My interest in the Cynics is threefold and, unavoidably, these interests will inform my teaching:

(1) The Cynics have always fascinated me because here we have a very influential philosophical movement that is paradoxical in so many ways; it seems that precisely these paradoxes are the strength of the movement.

  • A very plausible reading asserts that Cynic philosophy consists in precisely NOT being a philosophy (at least according to the ancient definitions of philosophy).
  • Cynicism professes to be a practice and not an intellectual activity; it consists in doing things, not in thinking, speaking, or writing (which explains, to some extent, the scarcity of original Cynic texts). On the other hand, what we know as Cynicism and Cynics is completely based on texts: our Cynics are mere words.
  • Already in antiquity, when real-life Cynics were still around, there was a wide range of texts about Cyncis or inspired by Cynicism. Diogenes soon became a stock figure, the subject of jokes and anecdotes; all kinds of aphorisms were ascribed to him; Cynic ideas were commonplaces of moral preaching, to be found in poetry as well as forensic or epideictic rhetoric, in fiction as well as non-fiction. How did it happen that, of all philosophical schools, these philosophers were selected as a topic for literary treatment? What caused the text-averse Cynics to be turned into texts? And what did this do to their philosophy?

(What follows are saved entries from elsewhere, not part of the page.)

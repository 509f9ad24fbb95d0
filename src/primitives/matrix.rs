//! Matrix type for 2D numeric data.

use super::Vector;
use crate::error::{MatrizError, Result};
use serde::{Deserialize, Serialize};

/// A rectangular matrix of `f64` values (row-major storage).
///
/// Entries are addressed as `(x, y)` where `x` is the column and `y` is the
/// row. Structural operations (`resize`, `remove_row`, `concatenate`, ...)
/// mutate the matrix in place; `copy` and `clone` produce independent
/// matrices.
///
/// Matrix sizes are `usize`, so a negative width or height cannot be
/// expressed; the only invalid construction left is a data buffer whose
/// length does not match the requested shape.
///
/// # Examples
///
/// ```
/// use matriz::primitives::Matrix;
///
/// let m = Matrix::from_vec(3, 2, vec![1.0, 2.0, 3.0, 4.0, 5.0, 6.0]).expect("6 values fill 3x2");
/// assert_eq!(m.shape(), (3, 2));
/// assert!((m.get(2, 1) - 6.0).abs() < 1e-12);
/// ```
#[derive(Debug, Clone, PartialEq, Serialize, Deserialize)]
pub struct Matrix {
    data: Vec<f64>,
    width: usize,
    height: usize,
}

impl Matrix {
    /// Creates the zero matrix with the given size.
    #[must_use]
    pub fn zeros(width: usize, height: usize) -> Self {
        Self {
            data: vec![0.0; width * height],
            width,
            height,
        }
    }

    /// Creates a matrix from row-major data, taking ownership of the buffer.
    ///
    /// # Errors
    ///
    /// Returns [`MatrizError::InvalidArgument`] if `data.len()` is not
    /// `width * height`.
    pub fn from_vec(width: usize, height: usize, data: Vec<f64>) -> Result<Self> {
        if data.len() != width * height {
            return Err(MatrizError::invalid_argument(format!(
                "buffer of length {} cannot fill a {width}x{height} matrix",
                data.len()
            )));
        }
        Ok(Self {
            data,
            width,
            height,
        })
    }

    /// Creates a matrix from a slice of rows, copying the values.
    ///
    /// # Errors
    ///
    /// Returns [`MatrizError::InvalidArgument`] if the rows have unequal
    /// lengths.
    pub fn from_rows(rows: &[Vec<f64>]) -> Result<Self> {
        let height = rows.len();
        let width = rows.first().map_or(0, Vec::len);
        let mut data = Vec::with_capacity(width * height);
        for (y, row) in rows.iter().enumerate() {
            if row.len() != width {
                return Err(MatrizError::invalid_argument(format!(
                    "row {y} has length {}, expected {width}",
                    row.len()
                )));
            }
            data.extend_from_slice(row);
        }
        Ok(Self {
            data,
            width,
            height,
        })
    }

    /// Creates the identity matrix with the given size.
    #[must_use]
    pub fn identity(size: usize) -> Self {
        let mut m = Self::zeros(size, size);
        for i in 0..size {
            m.data[i * size + i] = 1.0;
        }
        m
    }

    /// Returns the width (number of columns).
    #[must_use]
    pub fn width(&self) -> usize {
        self.width
    }

    /// Returns the height (number of rows).
    #[must_use]
    pub fn height(&self) -> usize {
        self.height
    }

    /// Returns the shape as (width, height).
    #[must_use]
    pub fn shape(&self) -> (usize, usize) {
        (self.width, self.height)
    }

    /// Checks whether the matrix is equally wide and tall.
    #[must_use]
    pub fn is_square(&self) -> bool {
        self.width == self.height
    }

    #[inline]
    fn offset(&self, x: usize, y: usize) -> usize {
        y * self.width + x
    }

    /// Returns the value at column `x`, row `y`.
    ///
    /// # Panics
    ///
    /// Panics if the position is out of bounds. Accessors are the hot path
    /// of every algorithm in this crate, so they stay panicking; all
    /// structural operations validate and return `Result` instead.
    #[must_use]
    pub fn get(&self, x: usize, y: usize) -> f64 {
        assert!(
            x < self.width && y < self.height,
            "position ({x}, {y}) out of bounds for {}x{} matrix",
            self.width,
            self.height
        );
        self.data[self.offset(x, y)]
    }

    /// Sets the value at column `x`, row `y`.
    ///
    /// # Panics
    ///
    /// Panics if the position is out of bounds.
    pub fn set(&mut self, x: usize, y: usize, value: f64) {
        assert!(
            x < self.width && y < self.height,
            "position ({x}, {y}) out of bounds for {}x{} matrix",
            self.width,
            self.height
        );
        let offset = self.offset(x, y);
        self.data[offset] = value;
    }

    /// Multiplies every entry of row `y` by `factor`.
    ///
    /// # Errors
    ///
    /// Returns [`MatrizError::OutOfRange`] if `y >= height`.
    pub fn scale_row(&mut self, y: usize, factor: f64) -> Result<()> {
        if y >= self.height {
            return Err(MatrizError::out_of_range(y, self.height));
        }
        let start = y * self.width;
        for value in &mut self.data[start..start + self.width] {
            *value *= factor;
        }
        Ok(())
    }

    /// Multiplies every entry of column `x` by `factor`.
    ///
    /// # Errors
    ///
    /// Returns [`MatrizError::OutOfRange`] if `x >= width`.
    pub fn scale_column(&mut self, x: usize, factor: f64) -> Result<()> {
        if x >= self.width {
            return Err(MatrizError::out_of_range(x, self.width));
        }
        for y in 0..self.height {
            let offset = self.offset(x, y);
            self.data[offset] *= factor;
        }
        Ok(())
    }

    /// Multiplies every entry by `factor`.
    pub fn scale(&mut self, factor: f64) {
        for value in &mut self.data {
            *value *= factor;
        }
    }

    /// Adds another matrix element-wise, in place.
    ///
    /// # Errors
    ///
    /// Returns [`MatrizError::SizeMismatch`] unless `other` has identical
    /// width and height.
    pub fn add(&mut self, other: &Matrix) -> Result<()> {
        if other.width != self.width || other.height != self.height {
            return Err(MatrizError::size_mismatch(
                format!("{}x{}", self.width, self.height),
                format!("{}x{}", other.width, other.height),
            ));
        }
        for (a, b) in self.data.iter_mut().zip(other.data.iter()) {
            *a += b;
        }
        Ok(())
    }

    /// Adds a vector element-wise into row `y`.
    ///
    /// # Errors
    ///
    /// Returns [`MatrizError::OutOfRange`] if `y >= height`, or
    /// [`MatrizError::SizeMismatch`] if the vector length is not the width.
    pub fn add_to_row(&mut self, y: usize, row: &Vector) -> Result<()> {
        if y >= self.height {
            return Err(MatrizError::out_of_range(y, self.height));
        }
        if row.len() != self.width {
            return Err(MatrizError::size_mismatch(
                format!("len {}", self.width),
                format!("len {}", row.len()),
            ));
        }
        let start = y * self.width;
        for (slot, value) in self.data[start..start + self.width]
            .iter_mut()
            .zip(row.iter())
        {
            *slot += value;
        }
        Ok(())
    }

    /// Adds a vector element-wise into column `x`.
    ///
    /// # Errors
    ///
    /// Returns [`MatrizError::OutOfRange`] if `x >= width`, or
    /// [`MatrizError::SizeMismatch`] if the vector length is not the height.
    pub fn add_to_column(&mut self, x: usize, column: &Vector) -> Result<()> {
        if x >= self.width {
            return Err(MatrizError::out_of_range(x, self.width));
        }
        if column.len() != self.height {
            return Err(MatrizError::size_mismatch(
                format!("len {}", self.height),
                format!("len {}", column.len()),
            ));
        }
        for (y, value) in column.iter().enumerate() {
            let offset = self.offset(x, y);
            self.data[offset] += value;
        }
        Ok(())
    }

    /// Computes the matrix product `self * b`.
    ///
    /// `b` must be as tall as `self` is wide; the result entry `(x, y)` is
    /// the dot product of row `y` of `self` and column `x` of `b`.
    ///
    /// # Errors
    ///
    /// Returns [`MatrizError::SizeMismatch`] if `b.height != self.width`.
    pub fn multiply(&self, b: &Matrix) -> Result<Matrix> {
        if b.height != self.width {
            return Err(MatrizError::size_mismatch(
                format!("height {}", self.width),
                format!("height {}", b.height),
            ));
        }
        let mut result = Matrix::zeros(b.width, self.height);
        for y in 0..self.height {
            for x in 0..b.width {
                let mut sum = 0.0;
                for k in 0..self.width {
                    sum += self.get(k, y) * b.get(x, k);
                }
                result.set(x, y, sum);
            }
        }
        Ok(result)
    }

    /// Resizes the matrix in place, keeping the overlapping top-left region.
    ///
    /// New entries are zero; entries outside the new bounds are discarded.
    /// A zero size is legal.
    pub fn resize(&mut self, width: usize, height: usize) {
        let mut data = vec![0.0; width * height];
        for y in 0..height.min(self.height) {
            for x in 0..width.min(self.width) {
                data[y * width + x] = self.data[self.offset(x, y)];
            }
        }
        self.data = data;
        self.width = width;
        self.height = height;
    }

    /// Copies a rectangular area into a new matrix.
    ///
    /// # Errors
    ///
    /// Returns [`MatrizError::InvalidArgument`] unless the rectangle lies
    /// entirely within this matrix.
    pub fn copy(&self, x: usize, y: usize, width: usize, height: usize) -> Result<Matrix> {
        if x + width > self.width || y + height > self.height {
            return Err(MatrizError::invalid_argument(format!(
                "area {width}x{height} at ({x}, {y}) exceeds the {}x{} source",
                self.width, self.height
            )));
        }
        let mut copy = Matrix::zeros(width, height);
        for py in 0..height {
            for px in 0..width {
                copy.set(px, py, self.get(x + px, y + py));
            }
        }
        Ok(copy)
    }

    /// Writes another matrix into this one at offset `(x, y)`.
    ///
    /// # Errors
    ///
    /// Returns [`MatrizError::InvalidArgument`] unless the pasted region lies
    /// entirely within this matrix.
    pub fn paste(&mut self, other: &Matrix, x: usize, y: usize) -> Result<()> {
        if x + other.width > self.width || y + other.height > self.height {
            return Err(MatrizError::invalid_argument(format!(
                "pasting {}x{} at ({x}, {y}) exceeds the {}x{} target",
                other.width, other.height, self.width, self.height
            )));
        }
        for py in 0..other.height {
            for px in 0..other.width {
                self.set(x + px, y + py, other.get(px, py));
            }
        }
        Ok(())
    }

    /// Overwrites row `y` with the vector's values.
    ///
    /// # Errors
    ///
    /// Returns [`MatrizError::OutOfRange`] if `y >= height`, or
    /// [`MatrizError::SizeMismatch`] if the vector length is not the width.
    pub fn paste_row(&mut self, y: usize, row: &Vector) -> Result<()> {
        if y >= self.height {
            return Err(MatrizError::out_of_range(y, self.height));
        }
        if row.len() != self.width {
            return Err(MatrizError::size_mismatch(
                format!("len {}", self.width),
                format!("len {}", row.len()),
            ));
        }
        let start = y * self.width;
        self.data[start..start + self.width].copy_from_slice(row.as_slice());
        Ok(())
    }

    /// Overwrites column `x` with the vector's values.
    ///
    /// # Errors
    ///
    /// Returns [`MatrizError::OutOfRange`] if `x >= width`, or
    /// [`MatrizError::SizeMismatch`] if the vector length is not the height.
    pub fn paste_column(&mut self, x: usize, column: &Vector) -> Result<()> {
        if x >= self.width {
            return Err(MatrizError::out_of_range(x, self.width));
        }
        if column.len() != self.height {
            return Err(MatrizError::size_mismatch(
                format!("len {}", self.height),
                format!("len {}", column.len()),
            ));
        }
        for (y, value) in column.iter().enumerate() {
            let offset = self.offset(x, y);
            self.data[offset] = *value;
        }
        Ok(())
    }

    /// Appends another matrix on the right, growing the width.
    ///
    /// Implemented as a `resize` followed by a `paste`.
    ///
    /// # Errors
    ///
    /// Returns [`MatrizError::SizeMismatch`] unless the heights are equal.
    pub fn concatenate(&mut self, other: &Matrix) -> Result<()> {
        if other.height != self.height {
            return Err(MatrizError::size_mismatch(
                format!("height {}", self.height),
                format!("height {}", other.height),
            ));
        }
        let old_width = self.width;
        self.resize(old_width + other.width, self.height);
        self.paste(other, old_width, 0)
    }

    /// Removes row `y`, shrinking the height by one.
    ///
    /// # Errors
    ///
    /// Returns [`MatrizError::OutOfRange`] if `y >= height`.
    pub fn remove_row(&mut self, y: usize) -> Result<()> {
        if y >= self.height {
            return Err(MatrizError::out_of_range(y, self.height));
        }
        let start = y * self.width;
        self.data.drain(start..start + self.width);
        self.height -= 1;
        Ok(())
    }

    /// Removes column `x`, shrinking the width by one.
    ///
    /// # Errors
    ///
    /// Returns [`MatrizError::OutOfRange`] if `x >= width`.
    pub fn remove_column(&mut self, x: usize) -> Result<()> {
        if x >= self.width {
            return Err(MatrizError::out_of_range(x, self.width));
        }
        let width = self.width;
        let mut kept = 0;
        self.data.retain(|_| {
            let keep = kept % width != x;
            kept += 1;
            keep
        });
        self.width -= 1;
        Ok(())
    }

    /// Returns row `y` as an independent vector.
    ///
    /// # Panics
    ///
    /// Panics if `y >= height`.
    #[must_use]
    pub fn row(&self, y: usize) -> Vector {
        assert!(
            y < self.height,
            "row {y} out of bounds for height {}",
            self.height
        );
        let start = y * self.width;
        Vector::from_slice(&self.data[start..start + self.width])
    }

    /// Returns column `x` as an independent vector.
    ///
    /// # Panics
    ///
    /// Panics if `x >= width`.
    #[must_use]
    pub fn column(&self, x: usize) -> Vector {
        assert!(
            x < self.width,
            "column {x} out of bounds for width {}",
            self.width
        );
        Vector::from_vec((0..self.height).map(|y| self.data[self.offset(x, y)]).collect())
    }

    /// Returns the underlying row-major data as a slice.
    #[must_use]
    pub fn as_slice(&self) -> &[f64] {
        &self.data
    }
}

#[cfg(test)]
#[path = "matrix_tests.rs"]
mod tests;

(2) I’m currently working on a research project “Pragmatics of Diatribe”, asking myself what a range of texts that have been called “diatribes” have in common and whether there is any meaningful sense in which one could use the term. (Common opinion in modern scholarship is that there is no such thing as a literary genre or form “diatribe” in Greco-Roman antiquity.)

(3) I suspect that, as a worker in the intellectual sector and as a person, I’m very much of a Cynic myself, and I wish to explore and this idea and question it for its theoretical and practical consequences. I can’t think of a better partner for doing this than you, my customers and public. Reading the two modern voices on Cynicsm, both critical in different ways and on different levels, might help also.

STUDENT LEARNING GOALS:

  • Acquaintance with ancient Cynicism and some of its modern reception.
  • Introduction to methods of scholarship, in particular source criticism.
  • Develop and rethink conceptions of philosophy, literature, intellectual culture and their boundaries.
  • Develop and sharpen the ability for critical assessment of a) factual information given in primary or secondary literature; b) ethical ideas, stances, theories or ideologies, in particular by seeing the social or cultural agenda that drive them; c) one’s own intellectual and moral activity as an agent in a cultural context, in particular higher education.
  • Ability to address a question on several levels.